Though the history of comics practice extends back to the nineteenth century, it has become an increasingly popular and innovative format since the turn of the twentieth-century. Inspired by the works of now canonised comics artists such as Art Spiegelman and Joe Sacco, comics are now deployed across a number of genres to tackle more issues and contexts than ever before. These range from the journalistic non-fiction of Jean-Pierre Filiu and Harvey Pekar to the travelogues of Guy Delisle and Didier Lefèvre, from the autobiographies of Marjane Satrapi and Katie Green to the crime narratives of Brian Wood and Frank Miller. Furthermore, as comics gain the critical recognition they have long deserved, sometimes controversial processes of canonisation are beginning to take place, bringing with them a new set of questions about the binaries of ‘high’ and ‘low’ culture, overlooked mass produced artefacts and subcultural practices, and their evolving relationships with higher education institutions. The TORCH Comics Network embraces comics in all their varied forms, and self-reflexively engages with the politics of graphic narrative’s current resurgence and institutional verification.

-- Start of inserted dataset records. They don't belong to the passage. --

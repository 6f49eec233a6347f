//! Kinematic properties of the bicycle model.

mod common;

use approx::assert_relative_eq;
use common::{init_logging, metric_vehicle, sample_poses};
use ratha::core::{MIN_TURN_STEER_RAD, deg_to_rad};
use ratha::{Command, Simulator, SimulatorConfig, VehicleConfig, VehicleModel, VehiclePose};

#[test]
fn test_straight_motion_is_exact() {
    init_logging();
    let model = VehicleModel::default();

    for pose in sample_poses()
        .into_iter()
        .map(|p| VehiclePose { steer: 0.0, ..p })
    {
        for distance in [-50.0, -0.3, 0.0, 1.0, 123.4] {
            let next = model.advance(pose, distance);
            assert_relative_eq!(next.x, pose.x + distance * pose.heading.cos(), epsilon = 1e-9);
            assert_relative_eq!(next.y, pose.y + distance * pose.heading.sin(), epsilon = 1e-9);
            assert_eq!(next.heading, pose.heading);
            assert_eq!(next.steer, 0.0);
        }
    }
}

#[test]
fn test_arc_length_matches_distance() {
    let model = VehicleModel::default();

    for pose in sample_poses()
        .into_iter()
        .filter(|p| p.steer.abs() >= MIN_TURN_STEER_RAD)
    {
        let radius = model.turn_radius(pose.steer).unwrap();
        for distance in [-80.0, -1.0, 2.5, 40.0, 300.0] {
            let next = model.advance(pose, distance);

            // Arc length along the rear-axle circle
            let swept = (next.heading - pose.heading) * radius;
            assert_relative_eq!(swept, distance, epsilon = 1e-9);

            // Chord length consistent with that arc
            let chord = 2.0 * radius.abs() * (distance / (2.0 * radius)).sin().abs();
            let moved = pose.position().distance(&next.position());
            assert_relative_eq!(moved, chord, epsilon = 1e-9);
        }
    }
}

#[test]
fn test_arc_composability_at_constant_steer() {
    let model = VehicleModel::default();

    for pose in sample_poses() {
        let split = model.advance(model.advance(pose, 37.0), -12.5);
        let single = model.advance(pose, 24.5);
        assert!(
            split.approx_eq(&single, 1e-8, 1e-10),
            "split {:?} vs single {:?}",
            split,
            single
        );
    }
}

#[test]
fn test_many_small_steps_match_one_large() {
    let model = VehicleModel::new(metric_vehicle());
    let start = model.steer_to(VehiclePose::default(), deg_to_rad(20.0));

    let mut stepped = start;
    for _ in 0..1000 {
        stepped = model.advance(stepped, 0.01);
    }
    let direct = model.advance(start, 10.0);
    assert!(stepped.approx_eq(&direct, 1e-8, 1e-10));
}

#[test]
fn test_clamp_never_exceeds_limit() {
    let model = VehicleModel::default();
    let limit = deg_to_rad(model.config().max_steer_deg);

    let inputs = [-1e9, -10.0, -limit, -0.1, 0.0, 0.2, limit * 1.5, 1e9];
    for steer in inputs.into_iter().chain([f64::INFINITY]) {
        let clamped = model.clamp_steer(steer);
        assert!(clamped.abs() <= limit + 1e-15, "steer {steer} -> {clamped}");
    }
    assert_eq!(model.clamp_steer(0.2), 0.2);
}

#[test]
fn test_turning_radii_threshold() {
    let model = VehicleModel::default();
    let track = model.config().track;

    for steer in [0.0, MIN_TURN_STEER_RAD * 0.99, -MIN_TURN_STEER_RAD * 0.5] {
        let pose = VehiclePose::new(0.0, 0.0, 0.0, steer);
        assert!(model.turning_radii(&pose).is_none());
        assert!(model.icc(&pose).is_none());
    }

    for steer in [MIN_TURN_STEER_RAD, -MIN_TURN_STEER_RAD, 0.3, -0.55] {
        let pose = VehiclePose::new(0.0, 0.0, 0.0, steer);
        let radii = model.turning_radii(&pose).unwrap();
        assert_relative_eq!(radii.outer - radii.inner, track, epsilon = 1e-9);
    }
}

#[test]
fn test_end_to_end_circle() {
    init_logging();
    let mut sim = Simulator::new(SimulatorConfig {
        vehicle: VehicleConfig::with_wheelbase(2.9),
        ..SimulatorConfig::default()
    })
    .unwrap();

    let start = sim.pose();
    sim.apply_command(&Command::set_steer(30.0));
    let icc = sim.model().icc(&sim.pose()).unwrap();
    sim.apply_command(&Command::drive(10.0));

    let radius = 2.9 / deg_to_rad(30.0).tan();
    let pose = sim.pose();
    assert_eq!(start, VehiclePose::default());
    assert_relative_eq!(pose.heading, 10.0 / radius, epsilon = 1e-12);
    assert_relative_eq!(icc.x, 0.0, epsilon = 1e-12);
    assert_relative_eq!(icc.y, radius, epsilon = 1e-12);
    assert_relative_eq!(pose.position().distance(&icc), radius.abs(), epsilon = 1e-9);
}

#[test]
fn test_body_geometry_follows_pose() {
    let model = VehicleModel::new(metric_vehicle());
    let pose = VehiclePose::new(3.0, -1.0, std::f64::consts::FRAC_PI_2, 0.0);

    let body = model.body_polygon(&pose);
    // Rear-left corner: 1 m behind the axle, 0.95 m to the left
    assert_relative_eq!(body[0].x, 3.0 - 0.95, epsilon = 1e-12);
    assert_relative_eq!(body[0].y, -1.0 - 1.0, epsilon = 1e-12);

    let center = model.center_of_body(&pose);
    assert_relative_eq!(center.x, 3.0, epsilon = 1e-12);
    assert_relative_eq!(center.y, -1.0 + 1.4, epsilon = 1e-12);

    let wheels = model.wheel_positions(&pose);
    assert_relative_eq!(wheels.front_left.y, -1.0 + 2.9, epsilon = 1e-12);
    assert_relative_eq!(wheels.front_left.x, 3.0 - 0.8, epsilon = 1e-12);
}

Undoubtedly, then, comics meld different artistic and literary techniques to create new narrative modes that have important cultural, social and political implications. The TORCH Comics Network is designed to cultivate an open, democratic and inclusive environment where these varying implications can be discussed, debated and analysed by students and academics of all levels. Featuring bi-weekly seminars with talks from visiting comics critics and practitioners throughout the Oxford term time, the network aims to facilitate a new interdisciplinary dialogue about a form that demands more comprehensive and ongoing critical analysis.